>>

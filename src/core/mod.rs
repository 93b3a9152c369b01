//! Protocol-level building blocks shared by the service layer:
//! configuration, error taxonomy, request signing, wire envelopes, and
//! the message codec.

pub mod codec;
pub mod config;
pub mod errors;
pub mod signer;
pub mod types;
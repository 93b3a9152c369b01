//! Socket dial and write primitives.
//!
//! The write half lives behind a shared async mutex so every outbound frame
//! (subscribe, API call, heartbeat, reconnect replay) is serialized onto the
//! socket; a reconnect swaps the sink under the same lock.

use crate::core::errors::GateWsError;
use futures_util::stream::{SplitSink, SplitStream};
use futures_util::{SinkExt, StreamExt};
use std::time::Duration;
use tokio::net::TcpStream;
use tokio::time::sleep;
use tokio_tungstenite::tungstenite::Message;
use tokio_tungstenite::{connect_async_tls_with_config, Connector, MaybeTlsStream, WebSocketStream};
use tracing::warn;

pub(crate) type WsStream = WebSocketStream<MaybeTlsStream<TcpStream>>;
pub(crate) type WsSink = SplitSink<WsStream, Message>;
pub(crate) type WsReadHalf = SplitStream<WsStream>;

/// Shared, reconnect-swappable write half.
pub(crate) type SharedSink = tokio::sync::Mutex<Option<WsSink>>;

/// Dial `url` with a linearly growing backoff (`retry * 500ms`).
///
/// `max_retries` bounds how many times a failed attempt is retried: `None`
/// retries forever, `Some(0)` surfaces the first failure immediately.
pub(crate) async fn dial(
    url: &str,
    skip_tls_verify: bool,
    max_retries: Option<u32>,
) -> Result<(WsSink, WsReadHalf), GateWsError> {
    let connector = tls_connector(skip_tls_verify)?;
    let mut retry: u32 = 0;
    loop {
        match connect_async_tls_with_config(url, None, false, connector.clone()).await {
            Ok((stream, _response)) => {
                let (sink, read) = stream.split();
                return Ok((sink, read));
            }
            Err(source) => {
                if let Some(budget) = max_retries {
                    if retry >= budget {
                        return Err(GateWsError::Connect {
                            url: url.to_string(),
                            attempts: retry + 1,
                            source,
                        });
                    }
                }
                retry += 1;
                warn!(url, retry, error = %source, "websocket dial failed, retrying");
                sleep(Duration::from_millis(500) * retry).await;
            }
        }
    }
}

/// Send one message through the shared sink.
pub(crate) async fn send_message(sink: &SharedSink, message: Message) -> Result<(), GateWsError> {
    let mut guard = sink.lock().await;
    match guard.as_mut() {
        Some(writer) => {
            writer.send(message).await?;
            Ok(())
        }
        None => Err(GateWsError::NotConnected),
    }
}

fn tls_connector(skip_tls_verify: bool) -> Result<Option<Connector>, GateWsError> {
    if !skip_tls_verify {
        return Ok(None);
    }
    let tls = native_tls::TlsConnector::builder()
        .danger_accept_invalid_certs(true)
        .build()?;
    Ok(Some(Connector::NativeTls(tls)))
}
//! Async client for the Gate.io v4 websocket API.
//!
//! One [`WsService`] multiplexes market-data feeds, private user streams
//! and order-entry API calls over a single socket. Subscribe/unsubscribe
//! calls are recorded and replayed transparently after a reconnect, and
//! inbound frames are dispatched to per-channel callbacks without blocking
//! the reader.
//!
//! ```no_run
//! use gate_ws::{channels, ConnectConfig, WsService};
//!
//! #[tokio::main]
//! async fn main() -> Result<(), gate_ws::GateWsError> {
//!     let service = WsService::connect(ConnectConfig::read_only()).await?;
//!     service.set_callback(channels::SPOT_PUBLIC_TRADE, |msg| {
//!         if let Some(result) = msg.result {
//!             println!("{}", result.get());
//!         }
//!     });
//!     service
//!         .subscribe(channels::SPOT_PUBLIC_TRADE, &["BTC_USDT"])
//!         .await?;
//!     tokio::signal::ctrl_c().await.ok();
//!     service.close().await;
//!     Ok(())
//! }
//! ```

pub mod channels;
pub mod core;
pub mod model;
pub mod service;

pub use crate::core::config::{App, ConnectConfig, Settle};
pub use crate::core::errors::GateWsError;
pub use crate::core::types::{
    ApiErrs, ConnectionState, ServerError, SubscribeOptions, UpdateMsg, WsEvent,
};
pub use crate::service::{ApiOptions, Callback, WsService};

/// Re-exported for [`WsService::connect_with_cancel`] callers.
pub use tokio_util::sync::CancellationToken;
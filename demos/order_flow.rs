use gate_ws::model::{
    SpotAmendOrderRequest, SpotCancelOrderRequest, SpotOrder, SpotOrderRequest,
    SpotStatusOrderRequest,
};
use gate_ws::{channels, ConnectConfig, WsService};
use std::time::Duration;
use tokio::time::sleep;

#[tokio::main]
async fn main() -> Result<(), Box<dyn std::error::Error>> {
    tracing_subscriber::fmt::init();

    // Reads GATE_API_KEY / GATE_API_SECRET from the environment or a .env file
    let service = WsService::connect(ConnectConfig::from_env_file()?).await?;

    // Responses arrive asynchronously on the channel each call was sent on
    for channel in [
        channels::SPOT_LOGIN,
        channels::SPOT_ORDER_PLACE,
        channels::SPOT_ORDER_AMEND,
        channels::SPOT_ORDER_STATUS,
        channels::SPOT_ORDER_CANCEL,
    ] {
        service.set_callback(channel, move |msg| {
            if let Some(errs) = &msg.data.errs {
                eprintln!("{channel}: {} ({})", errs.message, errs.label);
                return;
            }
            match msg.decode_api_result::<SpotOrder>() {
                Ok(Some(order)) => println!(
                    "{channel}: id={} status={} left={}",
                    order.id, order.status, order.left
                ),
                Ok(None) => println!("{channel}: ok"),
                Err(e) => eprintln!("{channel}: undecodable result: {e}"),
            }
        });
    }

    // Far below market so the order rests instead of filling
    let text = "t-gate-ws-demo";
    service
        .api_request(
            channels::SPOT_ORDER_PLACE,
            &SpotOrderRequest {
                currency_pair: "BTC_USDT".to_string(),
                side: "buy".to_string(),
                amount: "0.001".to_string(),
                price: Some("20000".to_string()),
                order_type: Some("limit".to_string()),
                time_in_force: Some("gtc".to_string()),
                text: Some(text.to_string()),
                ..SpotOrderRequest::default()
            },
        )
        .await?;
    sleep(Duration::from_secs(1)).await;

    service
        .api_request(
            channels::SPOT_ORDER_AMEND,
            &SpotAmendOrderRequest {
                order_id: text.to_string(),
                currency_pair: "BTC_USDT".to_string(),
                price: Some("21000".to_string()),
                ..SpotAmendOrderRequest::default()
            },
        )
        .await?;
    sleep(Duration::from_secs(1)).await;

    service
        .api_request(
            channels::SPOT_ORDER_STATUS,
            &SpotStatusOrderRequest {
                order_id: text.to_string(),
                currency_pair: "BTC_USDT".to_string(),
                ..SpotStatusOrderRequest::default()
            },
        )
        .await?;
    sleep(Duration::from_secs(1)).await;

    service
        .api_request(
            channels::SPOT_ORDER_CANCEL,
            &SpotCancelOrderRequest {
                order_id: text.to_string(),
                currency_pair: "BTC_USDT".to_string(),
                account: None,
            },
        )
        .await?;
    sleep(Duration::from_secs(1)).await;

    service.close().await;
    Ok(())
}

<<

* **HOW TO COMPLETE THIS TASK**: Copy the listing exactly as it stands.

* **WRITTEN RESPONSE**:
filename src/core/mod.rs
repository 93b3a9152c369b01
//! Protocol-level building blocks shared by the service layer:
//! configuration, error taxonomy, request signing, wire envelopes, and
//! the message codec.

pub mod codec;
pub mod config;
pub mod errors;
pub mod signer;
pub mod types;
repository 93b3a9152c369b01
//! Socket dial and write primitives.
//!
//! The write half lives behind a shared async mutex so every outbound frame
//! (subscribe, API call, heartbeat, reconnect replay) is serialized onto the
//! socket; a reconnect swaps the sink under the same lock.

use crate::core::errors::GateWsError;
use futures_util::stream::{SplitSink, SplitStream};
use futures_util::{SinkExt, StreamExt};
use std::time::Duration;
use tokio::net::TcpStream;
use tokio::time::sleep;
use tokio_tungstenite::tungstenite::Message;
use tokio_tungstenite::{connect_async_tls_with_config, Connector, MaybeTlsStream, WebSocketStream};
use tracing::warn;

pub(crate) type WsStream = WebSocketStream<MaybeTlsStream<TcpStream>>;
pub(crate) type WsSink = SplitSink<WsStream, Message>;
pub(crate) type WsReadHalf = SplitStream<WsStream>;

/// Shared, reconnect-swappable write half.
pub(crate) type SharedSink = tokio::sync::Mutex<Option<WsSink>>;

/// Dial `url` with a linearly growing backoff (`retry * 500ms`).
///
/// `max_retries` bounds how many times a failed attempt is retried: `None`
/// retries forever, `Some(0)` surfaces the first failure immediately.
pub(crate) async fn dial(
    url: &str,
    skip_tls_verify: bool,
    max_retries: Option<u32>,
) -> Result<(WsSink, WsReadHalf), GateWsError> {
    let connector = tls_connector(skip_tls_verify)?;
    let mut retry: u32 = 0;
    loop {
        match connect_async_tls_with_config(url, None, false, connector.clone()).await {
            Ok((stream, _response)) => {
                let (sink, read) = stream.split();
                return Ok((sink, read));
            }
            Err(source) => {
                if let Some(budget) = max_retries {
                    if retry >= budget {
                        return Err(GateWsError::Connect {
                            url: url.to_string(),
                            attempts: retry + 1,
                            source,
                        });
                    }
                }
                retry += 1;
                warn!(url, retry, error = %source, "websocket dial failed, retrying");
                sleep(Duration::from_millis(500) * retry).await;
            }
        }
    }
}

/// Send one message through the shared sink.
pub(crate) async fn send_message(sink: &SharedSink, message: Message) -> Result<(), GateWsError> {
    let mut guard = sink.lock().await;
    match guard.as_mut() {
        Some(writer) => {
            writer.send(message).await?;
            Ok(())
        }
        None => Err(GateWsError::NotConnected),
    }
}

fn tls_connector(skip_tls_verify: bool) -> Result<Option<Connector>, GateWsError> {
    if !skip_tls_verify {
        return Ok(None);
    }
    let tls = native_tls::TlsConnector::builder()
        .danger_accept_invalid_certs(true)
        .build()?;
    Ok(Some(Connector::NativeTls(tls)))
}
//! Async client for the Gate.io v4 websocket API.
//!
//! One [`WsService`] multiplexes market-data feeds, private user streams
//! and order-entry API calls over a single socket. Subscribe/unsubscribe
//! calls are recorded and replayed transparently after a reconnect, and
//! inbound frames are dispatched to per-channel callbacks without blocking
//! the reader.
//!
//! ```no_run
//! use gate_ws::{channels, ConnectConfig, WsService};
//!
//! #[tokio::main]
//! async fn main() -> Result<(), gate_ws::GateWsError> {
//!     let service = WsService::connect(ConnectConfig::read_only()).await?;
//!     service.set_callback(channels::SPOT_PUBLIC_TRADE, |msg| {
//!         if let Some(result) = msg.result {
//!             println!("{}", result.get());
//!         }
//!     });
//!     service
//!         .subscribe(channels::SPOT_PUBLIC_TRADE, &["BTC_USDT"])
//!         .await?;
//!     tokio::signal::ctrl_c().await.ok();
//!     service.close().await;
//!     Ok(())
//! }
//! ```

pub mod channels;
pub mod core;
pub mod model;
pub mod service;

pub use crate::core::config::{App, ConnectConfig, Settle};
pub use crate::core::errors::GateWsError;
pub use crate::core::types::{
    ApiErrs, ConnectionState, ServerError, SubscribeOptions, UpdateMsg, WsEvent,
};
pub use crate::service::{ApiOptions, Callback, WsService};

/// Re-exported for [`WsService::connect_with_cancel`] callers.
pub use tokio_util::sync::CancellationToken;
filename demos/order_flow.rs
use gate_ws::model::{
    SpotAmendOrderRequest, SpotCancelOrderRequest, SpotOrder, SpotOrderRequest,
    SpotStatusOrderRequest,
};
use gate_ws::{channels, ConnectConfig, WsService};
use std::time::Duration;
use tokio::time::sleep;

#[tokio::main]
async fn main() -> Result<(), Box<dyn std::error::Error>> {
    tracing_subscriber::fmt::init();

    // Reads GATE_API_KEY / GATE_API_SECRET from the environment or a .env file
    let service = WsService::connect(ConnectConfig::from_env_file()?).await?;

    // Responses arrive asynchronously on the channel each call was sent on
    for channel in [
        channels::SPOT_LOGIN,
        channels::SPOT_ORDER_PLACE,
        channels::SPOT_ORDER_AMEND,
        channels::SPOT_ORDER_STATUS,
        channels::SPOT_ORDER_CANCEL,
    ] {
        service.set_callback(channel, move |msg| {
            if let Some(errs) = &msg.data.errs {
                eprintln!("{channel}: {} ({})", errs.message, errs.label);
                return;
            }
            match msg.decode_api_result::<SpotOrder>() {
                Ok(Some(order)) => println!(
                    "{channel}: id={} status={} left={}",
                    order.id, order.status, order.left
                ),
                Ok(None) => println!("{channel}: ok"),
                Err(e) => eprintln!("{channel}: undecodable result: {e}"),
            }
        });
    }

    // Far below market so the order rests instead of filling
    let text = "t-gate-ws-demo";
    service
        .api_request(
            channels::SPOT_ORDER_PLACE,
            &SpotOrderRequest {
                currency_pair: "BTC_USDT".to_string(),
                side: "buy".to_string(),
                amount: "0.001".to_string(),
                price: Some("20000".to_string()),
                order_type: Some("limit".to_string()),
                time_in_force: Some("gtc".to_string()),
                text: Some(text.to_string()),
                ..SpotOrderRequest::default()
            },
        )
        .await?;
    sleep(Duration::from_secs(1)).await;

    service
        .api_request(
            channels::SPOT_ORDER_AMEND,
            &SpotAmendOrderRequest {
                order_id: text.to_string(),
                currency_pair: "BTC_USDT".to_string(),
                price: Some("21000".to_string()),
                ..SpotAmendOrderRequest::default()
            },
        )
        .await?;
    sleep(Duration::from_secs(1)).await;

    service
        .api_request(
            channels::SPOT_ORDER_STATUS,
            &SpotStatusOrderRequest {
                order_id: text.to_string(),
                currency_pair: "BTC_USDT".to_string(),
                ..SpotStatusOrderRequest::default()
            },
        )
        .await?;
    sleep(Duration::from_secs(1)).await;

    service
        .api_request(
            channels::SPOT_ORDER_CANCEL,
            &SpotCancelOrderRequest {
                order_id: text.to_string(),
                currency_pair: "BTC_USDT".to_string(),
                account: None,
            },
        )
        .await?;
    sleep(Duration::from_secs(1)).await;

    service.close().await;
    Ok(())
}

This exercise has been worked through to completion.